◆ **Records**:
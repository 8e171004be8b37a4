use chrono::{DateTime, Utc};
use serde::{Deserialize, Serialize};
use serde_json::Value;
use sqlx::FromRow;
use uuid::Uuid;

#[derive(Debug, Clone, Copy, PartialEq, Eq, Serialize, Deserialize)]
#[serde(rename_all = "SCREAMING_SNAKE_CASE")]
pub enum AuditStatus {
    Success,
    Failed,
}

impl AuditStatus {
    pub fn as_wire(&self) -> &'static str {
        match self {
            AuditStatus::Success => "SUCCESS",
            AuditStatus::Failed => "FAILED",
        }
    }
}

/// Immutable record of one privileged action. Rows are append-only;
/// the application has no update or delete path for this table.
#[derive(Debug, Clone, Serialize, Deserialize, FromRow)]
pub struct AuditLogEntry {
    pub id: Uuid,
    /// Nullable: e.g. a failed login before identity is resolved.
    pub actor_user_id: Option<Uuid>,
    pub action: String,
    pub module: String,
    pub before_state: Option<Value>,
    pub after_state: Option<Value>,
    pub reason: Option<String>,
    pub status: String,
    pub error_message: Option<String>,
    pub batch_id: Option<Uuid>,
    pub metadata: Option<Value>,
    pub created_at: DateTime<Utc>,
}

/// Builder-style input for one audit append. Snapshots are opaque JSON;
/// the sink never interprets them.
#[derive(Debug, Clone)]
pub struct NewAuditEntry {
    pub actor_user_id: Option<Uuid>,
    pub action: String,
    pub module: String,
    pub before_state: Option<Value>,
    pub after_state: Option<Value>,
    pub reason: Option<String>,
    pub status: AuditStatus,
    pub error_message: Option<String>,
    pub batch_id: Option<Uuid>,
    pub metadata: Option<Value>,
}

impl NewAuditEntry {
    pub fn success(action: impl Into<String>, module: impl Into<String>) -> Self {
        Self::with_status(action, module, AuditStatus::Success)
    }

    pub fn failure(
        action: impl Into<String>,
        module: impl Into<String>,
        error: impl Into<String>,
    ) -> Self {
        let mut entry = Self::with_status(action, module, AuditStatus::Failed);
        entry.error_message = Some(error.into());
        entry
    }

    fn with_status(action: impl Into<String>, module: impl Into<String>, status: AuditStatus) -> Self {
        Self {
            actor_user_id: None,
            action: action.into(),
            module: module.into(),
            before_state: None,
            after_state: None,
            reason: None,
            status,
            error_message: None,
            batch_id: None,
            metadata: None,
        }
    }

    pub fn actor(mut self, actor_user_id: Uuid) -> Self {
        self.actor_user_id = Some(actor_user_id);
        self
    }

    pub fn reason(mut self, reason: impl Into<String>) -> Self {
        self.reason = Some(reason.into());
        self
    }

    pub fn before(mut self, snapshot: Value) -> Self {
        self.before_state = Some(snapshot);
        self
    }

    pub fn after(mut self, snapshot: Value) -> Self {
        self.after_state = Some(snapshot);
        self
    }

    pub fn batch(mut self, batch_id: Uuid) -> Self {
        self.batch_id = Some(batch_id);
        self
    }

    pub fn metadata(mut self, metadata: Value) -> Self {
        self.metadata = Some(metadata);
        self
    }
}

#[cfg(test)]
mod tests {
    use super::*;
    use serde_json::json;

    #[test]
    fn failure_entry_carries_error_and_status() {
        let entry = NewAuditEntry::failure("break_glass.activate", "break_glass", "forbidden")
            .actor(Uuid::new_v4())
            .reason("power outage");
        assert_eq!(entry.status, AuditStatus::Failed);
        assert_eq!(entry.error_message.as_deref(), Some("forbidden"));
        assert!(entry.actor_user_id.is_some());
    }

    #[test]
    fn builder_attaches_snapshots_and_batch() {
        let batch = Uuid::new_v4();
        let entry = NewAuditEntry::success("users.set_roles", "users")
            .before(json!({"roles": ["FACULTY"]}))
            .after(json!({"roles": ["ACADEMIC_HEAD"]}))
            .batch(batch);
        assert_eq!(entry.batch_id, Some(batch));
        assert_eq!(entry.before_state.unwrap()["roles"][0], "FACULTY");
    }
}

◆ **Problem to solve**: Everything in the listing should be written out again exactly.

◆ **Written response**:
repository 8e171004be8b37a4
use chrono::{DateTime, Utc};
use serde::{Deserialize, Serialize};
use serde_json::Value;
use sqlx::FromRow;
use uuid::Uuid;

#[derive(Debug, Clone, Copy, PartialEq, Eq, Serialize, Deserialize)]
#[serde(rename_all = "SCREAMING_SNAKE_CASE")]
pub enum AuditStatus {
    Success,
    Failed,
}

impl AuditStatus {
    pub fn as_wire(&self) -> &'static str {
        match self {
            AuditStatus::Success => "SUCCESS",
            AuditStatus::Failed => "FAILED",
        }
    }
}

/// Immutable record of one privileged action. Rows are append-only;
/// the application has no update or delete path for this table.
#[derive(Debug, Clone, Serialize, Deserialize, FromRow)]
pub struct AuditLogEntry {
    pub id: Uuid,
    /// Nullable: e.g. a failed login before identity is resolved.
    pub actor_user_id: Option<Uuid>,
    pub action: String,
    pub module: String,
    pub before_state: Option<Value>,
    pub after_state: Option<Value>,
    pub reason: Option<String>,
    pub status: String,
    pub error_message: Option<String>,
    pub batch_id: Option<Uuid>,
    pub metadata: Option<Value>,
    pub created_at: DateTime<Utc>,
}

/// Builder-style input for one audit append. Snapshots are opaque JSON;
/// the sink never interprets them.
#[derive(Debug, Clone)]
pub struct NewAuditEntry {
    pub actor_user_id: Option<Uuid>,
    pub action: String,
    pub module: String,
    pub before_state: Option<Value>,
    pub after_state: Option<Value>,
    pub reason: Option<String>,
    pub status: AuditStatus,
    pub error_message: Option<String>,
    pub batch_id: Option<Uuid>,
    pub metadata: Option<Value>,
}

impl NewAuditEntry {
    pub fn success(action: impl Into<String>, module: impl Into<String>) -> Self {
        Self::with_status(action, module, AuditStatus::Success)
    }

    pub fn failure(
        action: impl Into<String>,
        module: impl Into<String>,
        error: impl Into<String>,
    ) -> Self {
        let mut entry = Self::with_status(action, module, AuditStatus::Failed);
        entry.error_message = Some(error.into());
        entry
    }

    fn with_status(action: impl Into<String>, module: impl Into<String>, status: AuditStatus) -> Self {
        Self {
            actor_user_id: None,
            action: action.into(),
            module: module.into(),
            before_state: None,
            after_state: None,
            reason: None,
            status,
            error_message: None,
            batch_id: None,
            metadata: None,
        }
    }

    pub fn actor(mut self, actor_user_id: Uuid) -> Self {
        self.actor_user_id = Some(actor_user_id);
        self
    }

    pub fn reason(mut self, reason: impl Into<String>) -> Self {
        self.reason = Some(reason.into());
        self
    }

    pub fn before(mut self, snapshot: Value) -> Self {
        self.before_state = Some(snapshot);
        self
    }

    pub fn after(mut self, snapshot: Value) -> Self {
        self.after_state = Some(snapshot);
        self
    }

    pub fn batch(mut self, batch_id: Uuid) -> Self {
        self.batch_id = Some(batch_id);
        self
    }

    pub fn metadata(mut self, metadata: Value) -> Self {
        self.metadata = Some(metadata);
        self
    }
}

#[cfg(test)]
mod tests {
    use super::*;
    use serde_json::json;

    #[test]
    fn failure_entry_carries_error_and_status() {
        let entry = NewAuditEntry::failure("break_glass.activate", "break_glass", "forbidden")
            .actor(Uuid::new_v4())
            .reason("power outage");
        assert_eq!(entry.status, AuditStatus::Failed);
        assert_eq!(entry.error_message.as_deref(), Some("forbidden"));
        assert!(entry.actor_user_id.is_some());
    }

    #[test]
    fn builder_attaches_snapshots_and_batch() {
        let batch = Uuid::new_v4();
        let entry = NewAuditEntry::success("users.set_roles", "users")
            .before(json!({"roles": ["FACULTY"]}))
            .after(json!({"roles": ["ACADEMIC_HEAD"]}))
            .batch(batch);
        assert_eq!(entry.batch_id, Some(batch));
        assert_eq!(entry.before_state.unwrap()["roles"][0], "FACULTY");
    }
}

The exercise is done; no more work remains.